According to Dr Tony Holohan, Chief Medical Officer, “the past nine weeks have been particularly difficult” and he also added that “today’s numbers give reassurance” going forward.

 

15 people with COVID-19 have died, the latest update from Health Protection Surveillance Centre today revealed and there have now been a total 1,533 COVID-19 related deaths in Ireland.

As of 11am, the HPSC has been notified of 92 new confirmed cases of COVID-19. There is now a total of 24,048 confirmed cases of COVID-19 in Ireland.

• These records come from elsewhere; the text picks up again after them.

//! Skill definitions: read-through cache over a pluggable backing store.
//!
//! The registry is constructed once at startup with the data source chosen
//! by config and passed by reference to whoever needs skill stats. Lookups
//! load lazily per id; `load_all` preloads the whole table.

use std::collections::HashMap;
use std::path::{Path, PathBuf};
use std::sync::Arc;

use serde::{Deserialize, Serialize};
use sqlx::{MySqlPool, Row};
use tokio::sync::Mutex;

#[derive(Debug, Clone, PartialEq, Eq, Serialize, Deserialize)]
pub struct SkillStats {
    pub id: u16,
    pub name: String,
    pub max_level: u8,
    /// Base duration of the buff this skill applies, 0 for instant skills.
    #[serde(default)]
    pub buff_duration_ms: u32,
    #[serde(default)]
    pub cooldown_ms: u32,
}

/// Where skill rows come from. Selected once at startup.
pub enum SkillSource {
    /// SQL backing store (`Skills` table).
    Mcdb(MySqlPool),
    /// One YAML file per skill under `<dir>/skills/<id>.yaml`.
    Kvj(PathBuf),
}

#[derive(Debug, thiserror::Error)]
pub enum SkillDbError {
    #[error("skill store I/O error: {0}")]
    Io(#[from] std::io::Error),
    #[error("skill store query failed: {0}")]
    Sql(#[from] sqlx::Error),
    #[error("skill {id} is malformed: {reason}")]
    Malformed { id: u16, reason: String },
}

pub struct SkillRegistry {
    source: SkillSource,
    skills: Mutex<HashMap<u16, Arc<SkillStats>>>,
}

impl SkillRegistry {
    pub fn new(source: SkillSource) -> Self {
        Self {
            source,
            skills: Mutex::new(HashMap::new()),
        }
    }

    /// Cached lookup; loads from the backing store on first miss. Returns
    /// `None` for ids the store does not know (or cannot currently serve;
    /// a later lookup may retry the load).
    pub async fn get_skill(&self, id: u16) -> Option<Arc<SkillStats>> {
        if let Some(stats) = self.skills.lock().await.get(&id) {
            return Some(Arc::clone(stats));
        }
        match self.load_one(id).await {
            Ok(Some(stats)) => {
                let stats = Arc::new(stats);
                self.skills.lock().await.insert(id, Arc::clone(&stats));
                Some(stats)
            }
            Ok(None) => None,
            Err(e) => {
                tracing::debug!("[skill] load failed id={} err={}", id, e);
                None
            }
        }
    }

    pub async fn can_load(&self, id: u16) -> bool {
        self.get_skill(id).await.is_some()
    }

    /// Preloads every skill the backing store has. Returns the number of
    /// definitions now cached.
    pub async fn load_all(&self) -> Result<usize, SkillDbError> {
        let loaded = match &self.source {
            SkillSource::Mcdb(pool) => load_all_sql(pool).await?,
            SkillSource::Kvj(dir) => load_all_files(dir)?,
        };
        let mut cache = self.skills.lock().await;
        for stats in loaded {
            cache.insert(stats.id, Arc::new(stats));
        }
        Ok(cache.len())
    }

    pub async fn cached_len(&self) -> usize {
        self.skills.lock().await.len()
    }

    async fn load_one(&self, id: u16) -> Result<Option<SkillStats>, SkillDbError> {
        match &self.source {
            SkillSource::Mcdb(pool) => load_one_sql(pool, id).await,
            SkillSource::Kvj(dir) => load_one_file(dir, id),
        }
    }
}

async fn load_one_sql(pool: &MySqlPool, id: u16) -> Result<Option<SkillStats>, SkillDbError> {
    let row = sqlx::query(
        "SELECT SklId, SklName, SklMaxLevel, SklBuffMs, SklCooldownMs \
         FROM Skills WHERE SklId = ?",
    )
    .bind(id)
    .fetch_optional(pool)
    .await?;

    let Some(row) = row else { return Ok(None) };
    Ok(Some(stats_from_row(&row)?))
}

async fn load_all_sql(pool: &MySqlPool) -> Result<Vec<SkillStats>, SkillDbError> {
    let rows = sqlx::query(
        "SELECT SklId, SklName, SklMaxLevel, SklBuffMs, SklCooldownMs FROM Skills",
    )
    .fetch_all(pool)
    .await?;

    rows.iter().map(stats_from_row).collect()
}

fn stats_from_row(row: &sqlx::mysql::MySqlRow) -> Result<SkillStats, SkillDbError> {
    Ok(SkillStats {
        id: row.try_get::<u32, _>(0).map(|v| v as u16)?,
        name: row.try_get::<String, _>(1).unwrap_or_default(),
        max_level: row.try_get::<u32, _>(2).map(|v| v as u8).unwrap_or(1),
        buff_duration_ms: row.try_get::<u32, _>(3).unwrap_or(0),
        cooldown_ms: row.try_get::<u32, _>(4).unwrap_or(0),
    })
}

fn skill_path(dir: &Path, id: u16) -> PathBuf {
    dir.join("skills").join(format!("{id}.yaml"))
}

fn load_one_file(dir: &Path, id: u16) -> Result<Option<SkillStats>, SkillDbError> {
    let path = skill_path(dir, id);
    let contents = match std::fs::read_to_string(&path) {
        Ok(c) => c,
        Err(e) if e.kind() == std::io::ErrorKind::NotFound => return Ok(None),
        Err(e) => return Err(e.into()),
    };
    let stats: SkillStats =
        serde_yaml::from_str(&contents).map_err(|e| SkillDbError::Malformed {
            id,
            reason: e.to_string(),
        })?;
    if stats.id != id {
        return Err(SkillDbError::Malformed {
            id,
            reason: format!("file declares id {}", stats.id),
        });
    }
    Ok(Some(stats))
}

fn load_all_files(dir: &Path) -> Result<Vec<SkillStats>, SkillDbError> {
    let skills_dir = dir.join("skills");
    let mut out = Vec::new();
    let entries = match std::fs::read_dir(&skills_dir) {
        Ok(e) => e,
        Err(e) if e.kind() == std::io::ErrorKind::NotFound => return Ok(out),
        Err(e) => return Err(e.into()),
    };
    for entry in entries {
        let path = entry?.path();
        if path.extension().is_none_or(|ext| ext != "yaml") {
            continue;
        }
        let Some(id) = path
            .file_stem()
            .and_then(|s| s.to_str())
            .and_then(|s| s.parse::<u16>().ok())
        else {
            continue;
        };
        if let Some(stats) = load_one_file(dir, id)? {
            out.push(stats);
        }
    }
    Ok(out)
}

#[cfg(test)]
mod tests {
    use super::*;

    fn fixture_dir(tag: &str, skills: &[SkillStats]) -> PathBuf {
        let dir = std::env::temp_dir().join(format!("miru_skilldb_{tag}_{}", std::process::id()));
        std::fs::create_dir_all(dir.join("skills")).unwrap();
        for s in skills {
            let yaml = serde_yaml::to_string(s).unwrap();
            std::fs::write(skill_path(&dir, s.id), yaml).unwrap();
        }
        dir
    }

    fn haste() -> SkillStats {
        SkillStats {
            id: 11,
            name: "Haste".to_string(),
            max_level: 20,
            buff_duration_ms: 60_000,
            cooldown_ms: 0,
        }
    }

    #[tokio::test]
    async fn test_lazy_load_and_cache() {
        let dir = fixture_dir("lazy", &[haste()]);
        let reg = SkillRegistry::new(SkillSource::Kvj(dir.clone()));
        assert_eq!(reg.cached_len().await, 0);

        let stats = reg.get_skill(11).await.unwrap();
        assert_eq!(stats.name, "Haste");
        assert_eq!(reg.cached_len().await, 1);

        // second lookup is served from cache even if the file disappears
        std::fs::remove_file(skill_path(&dir, 11)).unwrap();
        assert!(reg.get_skill(11).await.is_some());
        std::fs::remove_dir_all(dir).ok();
    }

    #[tokio::test]
    async fn test_unknown_skill_returns_none() {
        let dir = fixture_dir("unknown", &[]);
        let reg = SkillRegistry::new(SkillSource::Kvj(dir.clone()));
        assert!(reg.get_skill(999).await.is_none());
        assert!(!reg.can_load(999).await);
        std::fs::remove_dir_all(dir).ok();
    }

    #[tokio::test]
    async fn test_load_all_preloads() {
        let mut other = haste();
        other.id = 12;
        other.name = "Ironhide".to_string();
        let dir = fixture_dir("all", &[haste(), other]);

        let reg = SkillRegistry::new(SkillSource::Kvj(dir.clone()));
        assert_eq!(reg.load_all().await.unwrap(), 2);
        assert_eq!(reg.get_skill(12).await.unwrap().name, "Ironhide");
        std::fs::remove_dir_all(dir).ok();
    }

    #[tokio::test]
    async fn test_mismatched_id_is_malformed() {
        let dir = fixture_dir("mismatch", &[]);
        // file named 13.yaml but declaring id 11
        std::fs::write(skill_path(&dir, 13), serde_yaml::to_string(&haste()).unwrap()).unwrap();

        let reg = SkillRegistry::new(SkillSource::Kvj(dir.clone()));
        assert!(reg.get_skill(13).await.is_none());
        std::fs::remove_dir_all(dir).ok();
    }
}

In Kerry, there was an increase of one case since yesterday, which now stands at 307.

 

Today’s data from the HPSC, as of midnight, Thursday, May 14 (23,879 cases), reveals:

  • 57% are female and 42% are male
  • the median age of confirmed cases is 48 years
  • 3,092 cases (13%) have been hospitalised
  • Of those hospitalised, 389 cases have been admitted to ICU
  • 7,530 cases are associated with healthcare workers
  • Dublin has the highest number of cases at 11,657 (49% of all cases) followed by Kildare with 1,357 cases (6%) and then Cork with 1,346 cases (6%)
  • Of those for whom transmission status is known: community transmission accounts for 60%, close contact accounts for 37%, travel abroad accounts for 3%

“Today is the first time we have seen the number of confirmed cases fall below one hundred since mid-March,” Dr Tony Holohan, Chief Medical Officer in the Dept of Health said.

“While the past nine weeks have been particularly difficult for those cocooning, and for parents with young children, today’s numbers give reassurance that we have all learned and adopted new behaviours of handwashing, respiratory etiquette and social distance that will serve us well as we work together to reopen retail, business and society.”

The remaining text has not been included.